Gains were capped by data showing anaemic British economic growth and an Italian debt auction which re-ignited investors' worries over the eurozone debt crisis. A glance down the risers' list, however, gave investors plenty to be optimistic about in terms of corporate earnings. BG Group was best off, up 4.3 percent, after posting a 27-percent jump in profits for the second quarter, boosted by higher crude prices.
GlaxoSmithKline advanced 0.7 percent as quarterly profits came in markedly higher than a year ago, when it took a huge legal charge. It prompted Seymour Pierce to repeat its "buy" rating. The broker said Glaxo's drugs pipeline remains one of the best in the industry. Anglo American firmed 1.2 percent, outperforming a weaker mining index, after its 45 percent-owned De Beers, one of the world's largest diamond producers, posted a 55 percent rise in core first-half earnings.

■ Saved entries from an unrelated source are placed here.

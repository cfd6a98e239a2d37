use arrow_schema::{DataType, Field, Schema, TimeUnit};
use std::sync::Arc;

pub const ID_COLUMN: &str = "id";
pub const SOURCE_COLUMN: &str = "source";
pub const PAGE_COLUMN: &str = "page";
pub const CONTENT_COLUMN: &str = "content";
pub const DISTANCE_COLUMN: &str = "_distance";

/// Chunk table layout for embeddings of width `dim`.
pub fn build_chunk_schema(dim: i32) -> Arc<Schema> {
	Arc::new(Schema::new(vec![
		Field::new(ID_COLUMN, DataType::Utf8, false),
		Field::new(SOURCE_COLUMN, DataType::Utf8, false),
		Field::new(PAGE_COLUMN, DataType::UInt32, false),
		Field::new(CONTENT_COLUMN, DataType::Utf8, false),
		Field::new("content_hash", DataType::Utf8, false),
		Field::new("indexed_at", DataType::Timestamp(TimeUnit::Millisecond, None), false),
		Field::new("vector", DataType::FixedSizeList(Arc::new(Field::new("item", DataType::Float32, true)), dim), true),
	]))
}
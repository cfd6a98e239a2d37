//! Markdown and JSON reports for an evaluation run.
use anyhow::{Context, Result};
use chrono::Utc;
use std::fmt::Write as _;
use std::fs;
use std::path::{Path, PathBuf};

use crate::runner::{EndToEndStatus, EvaluationRun};
use crate::scorer::{MetricsReport, METRIC_NAMES};

pub const RETRIEVAL_REPORT: &str = "retrieval_report.md";
pub const METRICS_REPORT: &str = "metrics_report.md";
pub const SAMPLES_FILE: &str = "e2e_samples.json";

fn cell(v: Option<f64>) -> String { v.map_or_else(|| "-".to_string(), |v| format!("{v:.4}")) }

pub fn render_retrieval_report(run: &EvaluationRun) -> String {
    let mut out = String::new();
    let _ = writeln!(out, "# Retrieval Evaluation Report\n");
    let _ = writeln!(out, "Generated: {}\n", Utc::now().to_rfc3339());
    let _ = writeln!(out, "This report shows Recall@{} scores for each evaluation question.", run.k);
    let _ = writeln!(out, "Score of 1 means the expected answer was found in the top {} retrieved chunks.\n", run.k);
    for s in &run.retrieval {
        let _ = writeln!(out, "### Q: {}\nRecall@{}: {}\n", s.question, run.k, s.score);
    }
    let _ = writeln!(out, "**Overall Recall@{}: {:.3}** ({} questions)", run.k, run.recall, run.retrieval.len());
    if let EndToEndStatus::Failed(msg) = &run.end_to_end {
        let _ = writeln!(out, "\nEnd-to-end evaluation failed: {msg}");
    }
    out
}

pub fn render_metrics_report(report: &MetricsReport) -> String {
    let mut out = String::new();
    let _ = writeln!(out, "# End-to-End Metrics Report\n");
    let _ = writeln!(out, "- **Context Precision**: how relevant the retrieved contexts are (higher is better)");
    let _ = writeln!(out, "- **Context Recall**: how well the contexts cover the ground truth (higher is better)");
    let _ = writeln!(out, "- **Faithfulness**: how grounded the answer is in the contexts (higher is better)");
    let _ = writeln!(out, "- **Answer Relevancy**: how relevant the answer is to the question (higher is better)\n");
    let _ = writeln!(out, "| question | {} |", METRIC_NAMES.join(" | "));
    let _ = writeln!(out, "|---|{}", "---|".repeat(METRIC_NAMES.len()));
    for row in &report.rows {
        let cells: Vec<String> = row.values().into_iter().map(cell).collect();
        let _ = writeln!(out, "| {} | {} |", row.question.replace('|', "\\|"), cells.join(" | "));
    }
    let means: Vec<String> = report.summary().values().into_iter().map(cell).collect();
    let _ = writeln!(out, "| **mean** | {} |", means.join(" | "));
    out
}

/// Write the reports for `run` into `dir` (created if missing); returns the written paths.
pub fn write_reports(run: &EvaluationRun, dir: &Path) -> Result<Vec<PathBuf>> {
    fs::create_dir_all(dir).with_context(|| format!("creating reports dir {}", dir.display()))?;
    let mut written = Vec::new();

    let retrieval_path = dir.join(RETRIEVAL_REPORT);
    fs::write(&retrieval_path, render_retrieval_report(run)).with_context(|| format!("writing {}", retrieval_path.display()))?;
    written.push(retrieval_path);

    match &run.end_to_end {
        EndToEndStatus::Scored { report, .. } => {
            let path = dir.join(METRICS_REPORT);
            fs::write(&path, render_metrics_report(report)).with_context(|| format!("writing {}", path.display()))?;
            written.push(path);
        }
        EndToEndStatus::Collected(samples) => {
            let path = dir.join(SAMPLES_FILE);
            fs::write(&path, serde_json::to_string_pretty(samples)?).with_context(|| format!("writing {}", path.display()))?;
            written.push(path);
        }
        EndToEndStatus::Skipped | EndToEndStatus::Failed(_) => {}
    }
    tracing::info!(dir = %dir.display(), files = written.len(), "reports written");
    Ok(written)
}
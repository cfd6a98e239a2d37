use anyhow::{Result, bail};
use candle_core::{DType, Tensor};

/// Mean over unmasked tokens followed by L2 normalization: `[B,T,H]` -> `[B,H]`.
pub fn masked_mean_l2(hidden: &Tensor, attention_mask: &Tensor) -> Result<Tensor> {
    let dims = hidden.dims();
    if dims.len() != 3 { bail!("hidden shape must be [B,T,H], got {:?}", dims); }
    let batch = dims[0];
    let hidden_dim = dims[2];

    let mask = attention_mask.to_device(hidden.device())?.to_dtype(hidden.dtype())?;
    let mask_3d = mask.unsqueeze(2)?;
    let mask_broadcast = mask_3d.broadcast_as(hidden.shape()).or_else(|_| mask_3d.repeat((1, 1, hidden_dim)))?;
    let masked = (hidden * &mask_broadcast)?;
    let sum = masked.sum(1)?;
    let lengths = mask.sum(1)?.unsqueeze(1)?.to_dtype(sum.dtype())?;
    let mut mean = sum.broadcast_div(&lengths)?;
    let eps_val = match hidden.dtype() { DType::F16 => 1e-6f32, _ => 1e-12f32 };
    let eps = Tensor::new(&[eps_val], hidden.device())?.to_dtype(hidden.dtype())?.unsqueeze(0)?;
    let norm = mean.sqr()?.sum_keepdim(1)?.sqrt()?;
    let norm = norm.broadcast_add(&eps)?;
    mean = mean.broadcast_div(&norm)?;
    if mean.dims() != [batch, hidden_dim] { bail!("pooled shape {:?} != [{}, {}]", mean.dims(), batch, hidden_dim); }
    Ok(mean)
}
//! Storage error handling
//!
//! Provides typed errors for key-value store operations with descriptive
//! messages and recovery suggestions.

use std::io;
use std::path::PathBuf;
use thiserror::Error;

/// Errors that can occur during storage operations
#[derive(Error, Debug)]
pub enum StorageError {
    /// Failed to create data directory
    #[error("Failed to create data directory '{path}': {source}")]
    CreateDirectory {
        path: PathBuf,
        #[source]
        source: io::Error,
    },

    /// Permission denied accessing path
    #[error("Permission denied: cannot access '{path}'. Check file permissions.")]
    PermissionDenied {
        path: PathBuf,
        #[source]
        source: io::Error,
    },

    /// Disk is full or quota exceeded
    #[error(
        "Disk full or quota exceeded while writing to '{path}'. Free up disk space and try again."
    )]
    DiskFull {
        path: PathBuf,
        #[source]
        source: io::Error,
    },

    /// Failed to read file
    #[error("Failed to read '{path}': {source}")]
    ReadError {
        path: PathBuf,
        #[source]
        source: io::Error,
    },

    /// Failed to write file
    #[error("Failed to write '{path}': {source}")]
    WriteError {
        path: PathBuf,
        #[source]
        source: io::Error,
    },

    /// Atomic write failed during rename
    #[error("Atomic write failed: could not rename '{from}' to '{to}': {source}")]
    AtomicWriteFailed {
        from: PathBuf,
        to: PathBuf,
        #[source]
        source: io::Error,
    },

    /// Key cannot be mapped to a storage location
    #[error("Invalid storage key '{key}'")]
    InvalidKey { key: String },

    /// Value could not be encoded for storage
    #[error("Serialization error: {0}")]
    Serialization(#[from] serde_json::Error),
}

impl StorageError {
    /// Create an error from a failed write with path context
    ///
    /// Classifies the error based on its kind (permission, disk full, etc.)
    pub fn from_io(error: io::Error, path: PathBuf) -> Self {
        match error.kind() {
            io::ErrorKind::PermissionDenied => StorageError::PermissionDenied {
                path,
                source: error,
            },
            // StorageFull is not stable everywhere, so also check the message
            _ if is_disk_full_error(&error) => StorageError::DiskFull {
                path,
                source: error,
            },
            _ => StorageError::WriteError {
                path,
                source: error,
            },
        }
    }

    /// Create an error from a failed read with path context
    pub fn from_read_io(error: io::Error, path: PathBuf) -> Self {
        match error.kind() {
            io::ErrorKind::PermissionDenied => StorageError::PermissionDenied {
                path,
                source: error,
            },
            _ => StorageError::ReadError {
                path,
                source: error,
            },
        }
    }

    /// Check if this error is recoverable
    pub fn is_recoverable(&self) -> bool {
        matches!(
            self,
            StorageError::DiskFull { .. } | StorageError::PermissionDenied { .. }
        )
    }

    /// Get a recovery suggestion for this error
    pub fn recovery_suggestion(&self) -> Option<&'static str> {
        match self {
            StorageError::DiskFull { .. } => Some("Free up disk space and try again."),
            StorageError::PermissionDenied { .. } => {
                Some("Check file and directory permissions. You may need to run with different permissions or change ownership.")
            }
            StorageError::CreateDirectory { .. } => {
                Some("Check that the parent directory exists and you have write permissions.")
            }
            _ => None,
        }
    }
}

/// Check if an I/O error indicates disk full condition
fn is_disk_full_error(error: &io::Error) -> bool {
    let msg = error.to_string().to_lowercase();
    msg.contains("no space left")
        || msg.contains("disk full")
        || msg.contains("quota exceeded")
        || msg.contains("not enough space")
}

/// Result type for storage operations
pub type StorageResult<T> = Result<T, StorageError>;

BP, however, fell 2.6 percent after its underlying results fell short of analysts' forecasts and as it benefited less than rivals are expected to from a 50 percent rise in crude prices from the same period in 2010. Its shares contributed nearly 9 points to the downside. Traders said the FTSE 100 is likely to put in future lacklustre showings as long as President Barack Obama's Democrats, and Republican rivals, are deadlocked over competing plans to raise the debt ceiling.
"The FTSE is pretty quiet today as we are waiting for the US government to find a solution to the debt limit problem," said Lex van Dam, hedge fund manager at Hampstead Capital, which has about $500 million of assets under management. "If that gets resolved I expect the market to have a relief rally. If it doesn't get resolved ... well, I'd rather not think about that."
The general market expectation, however, is for a last-minute solution before August 2, when the US government has said it will no longer be in a position to pay all of its bills. "Investors should probably use this as an opportunity to take advantage of weaker prices and cheap valuations to buy into long-term equities," Henk Potts, market strategist at Barclays Wealth, said.
"The overwhelming likelihood is a compromise deal will be done and a good deal of nervousness will start to disappear." Vodafone took second spot on the blue chip leaderboard, up 1.8 percent, after RadioShack Corp chose Verizon Wireless, the British firm's US joint venture with Verizon Communications , as its partner.